Wednesday, April 16, 2008

Sarko Gets Up the Irish of the Irish

A British diplomat wrote in an e-mail after a meeting with Irish foreign minister Dan Mulhall that the Irish viewed Sarkozy as "completely unpredictable" and were worried about France's impending EU presidency and its possible impact on an Irish referendum vote.

La faim du monde

A pun to make Nabokov proud.

Sarko--et après?

If you're an ambitious politician, it's never too early to begin laying the groundwork for future runs. The UMP has lately seemed almost as much of a foire des égos as the PS. Jean-François Copé, who can't hide his ambition under a bushel basket, has been even more agitated than usual. Jean-Pierre Raffarin has shown that he has claws behind the mild exterior. Nathalie Kosciusko-Morizet showed some spunk and some spleen. Xavier Bertrand has been making the media rounds. François Fillon enjoyed his solo flight in Japan. And now it is the turn of Christian Estrosi, who has proposed that the UMP leader be elected by party activists. This makes him the UMP's Ségolène Royal.
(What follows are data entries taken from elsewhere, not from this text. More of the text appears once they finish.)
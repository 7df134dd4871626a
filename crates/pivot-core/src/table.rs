//! The wide pivot table: one row per search term, one column per category
//! and per month

use crate::error::{Error, Result};
use crate::parser::{CellValue, SEARCH_TERM};
use serde::{Deserialize, Serialize};
use std::collections::HashMap;
use std::fs::File;
use std::io::{BufReader, BufWriter, Read, Write};
use std::path::Path;

/// A row of the wide table
#[derive(Debug, Clone, PartialEq, Eq, Serialize, Deserialize)]
pub struct WideRow {
    /// Search term (primary key)
    pub term: String,
    /// One value per column, aligned with `WideTable::columns`
    pub values: Vec<i64>,
}

impl WideRow {
    /// Get a value by column index
    pub fn get(&self, index: usize) -> Option<i64> {
        self.values.get(index).copied()
    }
}

/// Dense table keyed by search term
///
/// Every row always holds exactly one value per column; columns added later
/// are back-filled with 0 and rows added later start at 0 everywhere.
#[derive(Debug, Clone, Default, Serialize)]
pub struct WideTable {
    columns: Vec<String>,
    rows: Vec<WideRow>,
    #[serde(skip)]
    index: HashMap<String, usize>,
}

impl WideTable {
    /// Create a new empty table
    pub fn new() -> Self {
        Self::default()
    }

    /// Build a table from columns and rows, rebuilding the search-term index
    ///
    /// Fails when a row width differs from the column count or a search term
    /// repeats.
    pub fn from_parts(columns: Vec<String>, rows: Vec<WideRow>) -> std::result::Result<Self, String> {
        if let Some(row) = rows.iter().find(|r| r.values.len() != columns.len()) {
            return Err(format!(
                "row '{}' has {} values, expected {}",
                row.term,
                row.values.len(),
                columns.len()
            ));
        }
        let mut table = Self {
            columns,
            rows,
            index: HashMap::new(),
        };
        table.rebuild_index()?;
        Ok(table)
    }

    fn rebuild_index(&mut self) -> std::result::Result<(), String> {
        self.index.clear();
        for (pos, row) in self.rows.iter().enumerate() {
            if self.index.insert(row.term.clone(), pos).is_some() {
                return Err(format!("duplicate search term '{}'", row.term));
            }
        }
        Ok(())
    }

    /// Non-key column names in order
    pub fn columns(&self) -> &[String] {
        &self.columns
    }

    /// Rows in order
    pub fn rows(&self) -> &[WideRow] {
        &self.rows
    }

    /// Get the number of columns, including `Search Term`
    pub fn column_count(&self) -> usize {
        self.columns.len() + 1
    }

    /// Get the number of rows
    pub fn row_count(&self) -> usize {
        self.rows.len()
    }

    /// (rows, columns) including the key column
    pub fn shape(&self) -> (usize, usize) {
        (self.row_count(), self.column_count())
    }

    /// Find a column index by name
    pub fn find_column(&self, name: &str) -> Option<usize> {
        self.columns.iter().position(|c| c == name)
    }

    /// Check whether a column exists
    pub fn has_column(&self, name: &str) -> bool {
        self.find_column(name).is_some()
    }

    /// Row position of a search term
    pub fn position(&self, term: &str) -> Option<usize> {
        self.index.get(term).copied()
    }

    /// Check whether a search term exists
    pub fn contains_term(&self, term: &str) -> bool {
        self.index.contains_key(term)
    }

    /// Find a row by search term
    pub fn find_row(&self, term: &str) -> Option<&WideRow> {
        self.position(term).map(|pos| &self.rows[pos])
    }

    /// Value at (search term, column)
    pub fn get(&self, term: &str, column: &str) -> Option<i64> {
        let col = self.find_column(column)?;
        self.find_row(term).and_then(|r| r.get(col))
    }

    /// Search terms in row order
    pub fn terms(&self) -> impl Iterator<Item = &str> {
        self.rows.iter().map(|r| r.term.as_str())
    }

    /// Append a column filled with `fill`; an existing column is left
    /// untouched. Returns the column index.
    pub fn add_column(&mut self, name: &str, fill: i64) -> usize {
        if let Some(idx) = self.find_column(name) {
            return idx;
        }
        self.columns.push(name.to_string());
        for row in &mut self.rows {
            row.values.push(fill);
        }
        self.columns.len() - 1
    }

    /// Append a row of zeros for a new search term, or return the existing
    /// row position. The bool is true when a row was added.
    pub fn ensure_row(&mut self, term: &str) -> (usize, bool) {
        if let Some(pos) = self.position(term) {
            return (pos, false);
        }
        let pos = self.rows.len();
        self.rows.push(WideRow {
            term: term.to_string(),
            values: vec![0; self.columns.len()],
        });
        self.index.insert(term.to_string(), pos);
        (pos, true)
    }

    /// Set a cell by row position and column index
    pub fn set(&mut self, row: usize, col: usize, value: i64) {
        self.rows[row].values[col] = value;
    }

    /// Count rows where the column holds `value`
    pub fn count_where(&self, column: &str, value: i64) -> usize {
        match self.find_column(column) {
            Some(col) => self.rows.iter().filter(|r| r.values[col] == value).count(),
            None => 0,
        }
    }

    /// Reorder columns; names not in `order` keep their relative order at
    /// the end. Unknown names in `order` are ignored.
    pub fn reorder_columns(&mut self, order: &[String]) {
        let mut perm: Vec<usize> = order.iter().filter_map(|n| self.find_column(n)).collect();
        let mut placed = vec![false; self.columns.len()];
        perm.retain(|&i| !std::mem::replace(&mut placed[i], true));
        perm.extend((0..self.columns.len()).filter(|&i| !placed[i]));

        if perm.iter().enumerate().all(|(to, &from)| to == from) {
            return;
        }

        self.columns = perm.iter().map(|&i| self.columns[i].clone()).collect();
        for row in &mut self.rows {
            row.values = perm.iter().map(|&i| row.values[i]).collect();
        }
    }

    /// Load a table from a CSV file
    pub fn load<P: AsRef<Path>>(path: P) -> Result<Self> {
        let path = path.as_ref();
        let file = File::open(path).map_err(|e| Error::FileRead {
            path: path.to_path_buf(),
            source: e,
        })?;
        Self::read_from(BufReader::new(file), path)
    }

    /// Read a table from CSV; empty cells read as 0
    pub fn read_from<R: Read>(reader: R, path: &Path) -> Result<Self> {
        let mut csv_reader = csv::ReaderBuilder::new()
            .has_headers(true)
            .flexible(true)
            .from_reader(reader);

        let headers = csv_reader.headers().map_err(|e| Error::Csv {
            path: path.to_path_buf(),
            source: e,
        })?;

        if headers.get(0).map(|h| h.trim_start_matches('\u{feff}')) != Some(SEARCH_TERM) {
            return Err(Error::InvalidTable {
                path: path.to_path_buf(),
                message: format!("first column must be '{}'", SEARCH_TERM),
            });
        }
        let columns: Vec<String> = headers.iter().skip(1).map(str::to_string).collect();

        let mut rows = Vec::new();
        for (row_idx, result) in csv_reader.records().enumerate() {
            let record = result.map_err(|e| Error::Csv {
                path: path.to_path_buf(),
                source: e,
            })?;

            let term = record.get(0).unwrap_or_default().to_string();
            let mut values = Vec::with_capacity(columns.len());
            for col in 0..columns.len() {
                let cell = CellValue::parse(record.get(col + 1).unwrap_or_default());
                let value = match cell {
                    CellValue::Empty => 0,
                    other => other.as_rank().ok_or_else(|| Error::InvalidTable {
                        path: path.to_path_buf(),
                        message: format!(
                            "row {} column '{}' is not a number",
                            row_idx + 1,
                            columns[col]
                        ),
                    })?,
                };
                values.push(value);
            }
            rows.push(WideRow { term, values });
        }

        Self::from_parts(columns, rows).map_err(|message| Error::InvalidTable {
            path: path.to_path_buf(),
            message,
        })
    }

    /// Save the table to a CSV file, rewriting it in full
    pub fn save<P: AsRef<Path>>(&self, path: P) -> Result<()> {
        let path = path.as_ref();
        if let Some(parent) = path.parent().filter(|p| !p.as_os_str().is_empty()) {
            std::fs::create_dir_all(parent).map_err(|e| Error::FileWrite {
                path: parent.to_path_buf(),
                source: e,
            })?;
        }
        let file = File::create(path).map_err(|e| Error::FileWrite {
            path: path.to_path_buf(),
            source: e,
        })?;
        let mut writer = BufWriter::new(file);
        self.write_to(&mut writer, path)?;
        writer.flush().map_err(|e| Error::FileWrite {
            path: path.to_path_buf(),
            source: e,
        })
    }

    /// Write the table as CSV: `Search Term` then every column in order
    pub fn write_to<W: Write>(&self, writer: W, path: &Path) -> Result<()> {
        let csv_err = |e| Error::Csv {
            path: path.to_path_buf(),
            source: e,
        };
        let mut csv_writer = csv::Writer::from_writer(writer);

        csv_writer
            .write_record(std::iter::once(SEARCH_TERM).chain(self.columns.iter().map(String::as_str)))
            .map_err(csv_err)?;

        for row in &self.rows {
            let mut record = Vec::with_capacity(self.columns.len() + 1);
            record.push(row.term.clone());
            record.extend(row.values.iter().map(|v| v.to_string()));
            csv_writer.write_record(&record).map_err(csv_err)?;
        }

        csv_writer.flush().map_err(|e| Error::FileWrite {
            path: path.to_path_buf(),
            source: e,
        })
    }
}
Licking his wounds offstage is Patrick Devedjian, while Jean-Louis Borloo continues to play his cards close to his chest, biding his time. Michèle Alliot-Marie may have concluded that her time is past.

Next week Sarko will reclaim center stage when he meets the press, which is squabbling over the choice of interviewers. It seems that Arlette Chabot is out; PPDA will be joined instead by David Pujadas and three "issue specialists." No reason has been given, but I recall that Sarko complained after his last appearance that the interviewers lacked du répondant, which threw him off his game. He sees himself as hardball hitter, I guess. One hardball he'll surely have to swing at this time is the report that the government expects slower growth in purchasing power for 2008.

Firms Cool to Detaxation of Overtime

A survey of firms concerning their attitude toward the reduction of taxes on overtime pay suggests that most do not view the TEPA law as an opportunity and 79% have no desire to increase overtime hours unless economic conditions change.

The Newspaper Crisis

Le Monde reviews a history of the news business in France and contemplates the reasons for its own decline. The newspaper yesterday laid off 69 journalists. It continues to lose money.